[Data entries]
══════════════════════════════

//! Transition rules: role-gated edges between workflow states
//!
//! A rule is a directed edge from one state to another within the same
//! definition. An empty allowed-role set means any caller may traverse
//! the edge; otherwise the caller needs at least one matching role,
//! compared case-insensitively.

use crate::id::{RuleId, StateId};
use serde::de::{self, Deserializer};
use serde::{Deserialize, Serialize};

// ── Role Set ─────────────────────────────────────────────────────────

/// The set of role names allowed to traverse a transition rule.
///
/// Stored data carries this field in two encodings: a JSON array of
/// strings, or a legacy comma-separated string. Both are accepted on
/// read (JSON array first, CSV fallback); writes always produce the
/// array form. Membership checks ignore ASCII case.
#[derive(Clone, Debug, Default, PartialEq, Eq, Serialize)]
#[serde(transparent)]
pub struct RoleSet(Vec<String>);

impl RoleSet {
    /// Empty set; the rule is unrestricted
    pub fn unrestricted() -> Self {
        Self(Vec::new())
    }

    pub fn from_roles<I, S>(roles: I) -> Self
    where
        I: IntoIterator<Item = S>,
        S: Into<String>,
    {
        Self(
            roles
                .into_iter()
                .map(Into::into)
                .map(|r| r.trim().to_string())
                .filter(|r| !r.is_empty())
                .collect(),
        )
    }

    /// Parse the legacy comma-separated encoding
    pub fn from_csv(raw: &str) -> Self {
        Self::from_roles(raw.split(','))
    }

    pub fn is_unrestricted(&self) -> bool {
        self.0.is_empty()
    }

    pub fn len(&self) -> usize {
        self.0.len()
    }

    pub fn is_empty(&self) -> bool {
        self.0.is_empty()
    }

    /// Check whether any caller role matches, ignoring ASCII case
    pub fn intersects(&self, caller_roles: &[String]) -> bool {
        self.0.iter().any(|allowed| {
            caller_roles
                .iter()
                .any(|caller| allowed.eq_ignore_ascii_case(caller))
        })
    }

    pub fn iter(&self) -> impl Iterator<Item = &str> {
        self.0.iter().map(String::as_str)
    }
}

impl<'de> Deserialize<'de> for RoleSet {
    fn deserialize<D>(deserializer: D) -> Result<Self, D::Error>
    where
        D: Deserializer<'de>,
    {
        #[derive(Deserialize)]
        #[serde(untagged)]
        enum Encoding {
            Array(Vec<String>),
            Legacy(String),
        }

        match Encoding::deserialize(deserializer) {
            Ok(Encoding::Array(roles)) => Ok(RoleSet::from_roles(roles)),
            Ok(Encoding::Legacy(raw)) => Ok(RoleSet::from_csv(&raw)),
            Err(_) => Err(de::Error::custom(
                "allowed roles must be a JSON array or a comma-separated string",
            )),
        }
    }
}

// ── Transition Rule ──────────────────────────────────────────────────

/// A role-gated edge between two states of the same definition
#[derive(Clone, Debug, Serialize, Deserialize)]
pub struct TransitionRule {
    /// Unique identifier
    pub id: RuleId,
    /// Source state; must match the instance's current state
    pub from_state: StateId,
    /// Target state; must differ from the source
    pub to_state: StateId,
    /// Human-readable label, carried into the audit event
    #[serde(default, skip_serializing_if = "String::is_empty")]
    pub description: String,
    /// Roles allowed to traverse this edge; empty = unrestricted
    #[serde(default)]
    pub allowed_roles: RoleSet,
    /// Whether a non-blank comment is mandatory
    pub requires_comment: bool,
    /// Inactive rules stay loadable but can never be applied
    pub is_active: bool,
    /// Ordering among rules leaving the same state
    pub sort_order: u32,
}

impl TransitionRule {
    pub fn new(from_state: StateId, to_state: StateId) -> Self {
        Self {
            id: RuleId::generate(),
            from_state,
            to_state,
            description: String::new(),
            allowed_roles: RoleSet::unrestricted(),
            requires_comment: false,
            is_active: true,
            sort_order: 0,
        }
    }

    pub fn with_description(mut self, description: impl Into<String>) -> Self {
        self.description = description.into();
        self
    }

    pub fn with_allowed_roles(mut self, roles: RoleSet) -> Self {
        self.allowed_roles = roles;
        self
    }

    pub fn with_required_comment(mut self) -> Self {
        self.requires_comment = true;
        self
    }

    pub fn with_sort_order(mut self, sort_order: u32) -> Self {
        self.sort_order = sort_order;
        self
    }

    pub fn inactive(mut self) -> Self {
        self.is_active = false;
        self
    }
}

#[cfg(test)]
mod tests {
    use super::*;
    use proptest::prelude::*;

    #[test]
    fn test_roleset_from_json_array() {
        let set: RoleSet = serde_json::from_str(r#"["Admin", "Editor"]"#).unwrap();
        assert_eq!(set.len(), 2);
        assert!(set.intersects(&["admin".to_string()]));
    }

    #[test]
    fn test_roleset_from_legacy_csv() {
        let set: RoleSet = serde_json::from_str(r#""Admin, Editor , ""#).unwrap();
        assert_eq!(set.len(), 2);
        assert!(set.intersects(&["EDITOR".to_string()]));
    }

    #[test]
    fn test_roleset_serializes_as_array() {
        let set = RoleSet::from_roles(["Admin"]);
        assert_eq!(serde_json::to_string(&set).unwrap(), r#"["Admin"]"#);
    }

    #[test]
    fn test_empty_roleset_is_unrestricted() {
        let set = RoleSet::unrestricted();
        assert!(set.is_unrestricted());
        assert!(!set.intersects(&["anything".to_string()]));

        let blank: RoleSet = serde_json::from_str(r#""""#).unwrap();
        assert!(blank.is_unrestricted());
    }

    #[test]
    fn test_intersection_is_case_insensitive() {
        let set = RoleSet::from_roles(["Admin"]);
        assert!(set.intersects(&["ADMIN".to_string()]));
        assert!(set.intersects(&["admin".to_string()]));
        assert!(!set.intersects(&["editor".to_string()]));
        assert!(!set.intersects(&[]));
    }

    #[test]
    fn test_rule_builder() {
        let rule = TransitionRule::new(StateId::new("draft"), StateId::new("review"))
            .with_description("Submit for review")
            .with_allowed_roles(RoleSet::from_roles(["Editor"]))
            .with_required_comment()
            .with_sort_order(2);

        assert_eq!(rule.from_state, StateId::new("draft"));
        assert_eq!(rule.to_state, StateId::new("review"));
        assert!(rule.requires_comment);
        assert!(rule.is_active);
        assert_eq!(rule.sort_order, 2);
    }

    #[test]
    fn test_inactive_rule() {
        let rule = TransitionRule::new(StateId::new("a"), StateId::new("b")).inactive();
        assert!(!rule.is_active);
    }

    #[test]
    fn test_rule_roundtrip_accepts_own_output() {
        let rule = TransitionRule::new(StateId::new("draft"), StateId::new("review"))
            .with_allowed_roles(RoleSet::from_roles(["Admin", "Editor"]));
        let json = serde_json::to_string(&rule).unwrap();
        let back: TransitionRule = serde_json::from_str(&json).unwrap();
        assert_eq!(back.allowed_roles, rule.allowed_roles);
        assert_eq!(back.id, rule.id);
    }

    proptest! {
        #[test]
        fn prop_roleset_csv_and_array_agree(
            roles in proptest::collection::vec("[A-Za-z][A-Za-z0-9]{0,11}", 0..6)
        ) {
            let csv = roles.join(",");
            let from_csv = RoleSet::from_csv(&csv);
            let from_array = RoleSet::from_roles(roles.clone());
            prop_assert_eq!(from_csv, from_array);
        }

        #[test]
        fn prop_roleset_survives_json_roundtrip(
            roles in proptest::collection::vec("[A-Za-z][A-Za-z0-9]{0,11}", 0..6)
        ) {
            let set = RoleSet::from_roles(roles);
            let json = serde_json::to_string(&set).unwrap();
            let back: RoleSet = serde_json::from_str(&json).unwrap();
            prop_assert_eq!(back, set);
        }
    }
}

══════════════════════════════

__Exercise objective__
Going through the data, count each line where the word "Item" appears, and state only the total.

__Final answer__
2